I slept all the way to Holmes Crossing where I was greeted by the slickest ice I have ever seen. With me being the only guy without ice cleats I chose to pick a tiny island of snow for my fishing operations. While dead sticking my 3rd rod (love the 6 rod rule there BTW) I saw the rod go nuts.

Here was my fantastic result. A 1st but not the last Lake Trout from the Gorge.









Then it was NETO's turn.









Last and least was Kentofnsl's only laker for the day.









On the way to get the pic of Kentofnsl I slipped on the ice and took a bad fall on my elbow. I laid on the ice a bit wondering if I broke my elbow for the 2nd time of my life.

The action was slow so I took another 45 minute nap on the ice while fishing and low and behold my sleep was interupted by my braided line tugging on my finger. With a quick snap of the wrist I stood over the hole and watched this laker come up from the depths!









So shortly after that the sun started to set and we had a long trip back to SLC. NETO managed to hog all the macks with 6 pups under his belt. I scrambled up 2 macks and kentofnsl just got the 1 mack. We packed up with this sunset at the Gorge. They seem to never dissapoint!









We ate like kings at the McDonalds in Green River where a guy whom Kentofnsl stergeon fished with spoke to us about the gorge fishing. I slept all the way to Leaky's club (near echo) and made plans for the next day. By 1am I was hitting the pillow again for a rematch with the pike of Yuba!

Day 3 - Yuba

Met up with DuckDog1us and 2 of his kids at 7am in Utah's happy valley. Once again I was 30 mins too early. We arrived to see the whole place to ourselves. DuckDog1us then mentioned his auger blades failed the day before and he bought new ones. Well the blades didn;t work and we looked SCREWED!!!!!!!!!

So luckily a car pulled into the lot. I sweet talked the group into drilling us 7 holes. I offered $10 but they declined that in trade for some ice pike info. I obliged to all their questions and told them a few good spots. They tried there own spots till they saw me with this northern pike.









Unable to move around we were stuck to one spot. Not great when needing to move to find pike. So the guys hit one of the other spots I mentioned and nailed 3 pike. Ah, salt in the wound for me personally since I had so many spots to try and no auger to get me there. So I BS'd with another group while DuckDog broke down camp. As we left 2 guys got out of their car and headed to the holes we were at. Turns out they didn't have an auger. Like the ocean nothing went to waste I guess.

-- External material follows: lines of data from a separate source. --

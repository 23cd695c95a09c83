use std::io::{IsTerminal, Write};
use std::time::{SystemTime, UNIX_EPOCH};

use clap::ValueEnum;
use comfy_table::{presets::UTF8_FULL, ContentArrangement, Table};
use muxplex_frame::{EventType, Frame, Prefix};
use serde::Serialize;

const PREVIEW_LIMIT: usize = 64;

#[derive(Clone, Debug, Copy, PartialEq, Eq, ValueEnum)]
pub enum OutputFormat {
    Json,
    Table,
    Pretty,
    Raw,
}

impl OutputFormat {
    pub fn default_for_stdout() -> Self {
        if std::io::stdout().is_terminal() {
            Self::Table
        } else {
            Self::Json
        }
    }
}

/// One decoded frame, as printed by `inspect`.
#[derive(Debug, Serialize)]
pub struct FrameRow {
    pub index: usize,
    pub offset: u64,
    pub prefix: &'static str,
    pub prefix_byte: u8,
    pub stream_id: u8,
    pub event: &'static str,
    pub event_byte: u8,
    pub length: u32,
    pub payload: String,
    #[serde(skip)]
    pub raw: Vec<u8>,
}

impl FrameRow {
    pub fn new(index: usize, offset: u64, frame: &Frame) -> Self {
        let header = frame.header;
        Self {
            index,
            offset,
            prefix: Prefix::name_of(header.prefix),
            prefix_byte: header.prefix,
            stream_id: header.stream_id,
            event: EventType::name_of(header.event_type),
            event_byte: header.event_type,
            length: header.length,
            payload: payload_preview(frame.payload.as_ref()),
            raw: frame.payload.to_vec(),
        }
    }

    pub fn is_recognised(&self) -> bool {
        self.prefix != "UNKNOWN" && self.event != "UNKNOWN"
    }
}

/// Echo result for one stream, as printed by `send`.
#[derive(Debug, Serialize)]
pub struct EchoRow {
    pub stream_id: u8,
    pub sent: usize,
    pub received: usize,
    pub matched: bool,
    pub payload: String,
    pub timestamp: String,
    #[serde(skip)]
    pub raw: Vec<u8>,
}

impl EchoRow {
    pub fn new(stream_id: u8, sent: &[u8], received: Vec<u8>) -> Self {
        Self {
            stream_id,
            sent: sent.len(),
            received: received.len(),
            matched: sent == received.as_slice(),
            payload: payload_preview(&received),
            timestamp: now_unix_seconds(),
            raw: received,
        }
    }
}

pub fn print_frames(rows: &[FrameRow], format: OutputFormat) {
    match format {
        OutputFormat::Json => {
            for row in rows {
                print_json_line(row);
            }
        }
        OutputFormat::Table => {
            let mut table = new_table(vec!["#", "OFFSET", "PREFIX", "STREAM", "EVENT", "LENGTH", "PAYLOAD"]);
            for row in rows {
                table.add_row(vec![
                    row.index.to_string(),
                    row.offset.to_string(),
                    format!("{} ({:#04x})", row.prefix, row.prefix_byte),
                    row.stream_id.to_string(),
                    format!("{} ({:#04x})", row.event, row.event_byte),
                    row.length.to_string(),
                    row.payload.clone(),
                ]);
            }
            println!("{table}");
        }
        OutputFormat::Pretty => {
            for row in rows {
                println!(
                    "#{} @{} prefix={} stream={} event={} len={} payload={}",
                    row.index,
                    row.offset,
                    row.prefix,
                    row.stream_id,
                    row.event,
                    row.length,
                    row.payload
                );
            }
        }
        OutputFormat::Raw => {
            for row in rows {
                print_raw(&row.raw);
            }
        }
    }
}

pub fn print_echoes(rows: &[EchoRow], format: OutputFormat) {
    match format {
        OutputFormat::Json => {
            for row in rows {
                print_json_line(row);
            }
        }
        OutputFormat::Table => {
            let mut table = new_table(vec!["STREAM", "SENT", "RECEIVED", "MATCH", "PAYLOAD"]);
            for row in rows {
                table.add_row(vec![
                    row.stream_id.to_string(),
                    row.sent.to_string(),
                    row.received.to_string(),
                    row.matched.to_string(),
                    row.payload.clone(),
                ]);
            }
            println!("{table}");
        }
        OutputFormat::Pretty => {
            for row in rows {
                println!(
                    "stream={} sent={} received={} match={} payload={}",
                    row.stream_id, row.sent, row.received, row.matched, row.payload
                );
            }
        }
        OutputFormat::Raw => {
            for row in rows {
                print_raw(&row.raw);
            }
        }
    }
}

/// Print a single record as key/value pairs.
pub fn print_record<T: Serialize>(record: &T, format: OutputFormat) {
    if format == OutputFormat::Json {
        print_json_line(record);
        return;
    }
    let fields = match serde_json::to_value(record) {
        Ok(serde_json::Value::Object(fields)) => fields,
        _ => return,
    };
    let render = |value: &serde_json::Value| match value {
        serde_json::Value::String(text) => text.clone(),
        other => other.to_string(),
    };
    match format {
        OutputFormat::Table => {
            let mut table = new_table(vec!["FIELD", "VALUE"]);
            for (key, value) in &fields {
                table.add_row(vec![key.clone(), render(value)]);
            }
            println!("{table}");
        }
        _ => {
            for (key, value) in &fields {
                println!("{key}: {}", render(value));
            }
        }
    }
}

pub fn print_raw(data: &[u8]) {
    let mut out = std::io::stdout();
    let _ = out.write_all(data);
    let _ = out.flush();
}

fn print_json_line<T: Serialize>(value: &T) {
    println!(
        "{}",
        serde_json::to_string(value).unwrap_or_else(|_| "{}".to_string())
    );
}

fn new_table(header: Vec<&str>) -> Table {
    let mut table = Table::new();
    table
        .load_preset(UTF8_FULL)
        .set_content_arrangement(ContentArrangement::Dynamic)
        .set_header(header);
    table
}

fn payload_preview(payload: &[u8]) -> String {
    match std::str::from_utf8(payload) {
        Ok(text) if text.chars().count() > PREVIEW_LIMIT => {
            let cut: String = text.chars().take(PREVIEW_LIMIT).collect();
            format!("{cut}…")
        }
        Ok(text) => text.to_string(),
        Err(_) => format!("<binary {} bytes>", payload.len()),
    }
}

fn now_unix_seconds() -> String {
    SystemTime::now()
        .duration_since(UNIX_EPOCH)
        .map(|d| d.as_secs().to_string())
        .unwrap_or_else(|_| "0".to_string())
}

#[cfg(test)]
mod tests {
    use super::*;

    #[test]
    fn frame_row_names_tags() {
        let frame = Frame::new(Prefix::Remote, 7, EventType::Connection, b"hi".to_vec()).unwrap();
        let row = FrameRow::new(0, 0, &frame);

        assert_eq!(row.prefix, "REMOTE");
        assert_eq!(row.event, "CONNECTION");
        assert_eq!(row.payload, "hi");
        assert!(row.is_recognised());

        let json = serde_json::to_value(&row).unwrap();
        assert_eq!(json["stream_id"], 7);
        assert!(json.get("raw").is_none());
    }

    #[test]
    fn previews_truncate_and_flag_binary() {
        assert_eq!(payload_preview(&[0xff, 0xfe]), "<binary 2 bytes>");
        let long = "x".repeat(100);
        assert_eq!(payload_preview(long.as_bytes()).chars().count(), PREVIEW_LIMIT + 1);
    }

    #[test]
    fn echo_row_detects_mismatch() {
        assert!(EchoRow::new(1, b"abc", b"abc".to_vec()).matched);
        assert!(!EchoRow::new(1, b"abc", b"ab".to_vec()).matched);
    }
}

We drove to AF Harbor at UL and at 4pm there was 3 guys on the ice with no fish. From now on if we drive that far I will bring my hand auger. After all this fishing I am ready to hit the pillow again.


----------



## LOAH (Sep 29, 2007)

Quite the marathon. Looks like you made out well though, and got to visit with a bunch of forum folks. Pretty neat to catch pike through the ice.


----------



## Ton_Def (Dec 23, 2008)

That's a lot of fishin'!


----------



## Grandpa D (Sep 7, 2007)

Nice of the guys to let you cat nap while on the road.
Looks like it was a great trip with good company.
Thanks for the report.


----------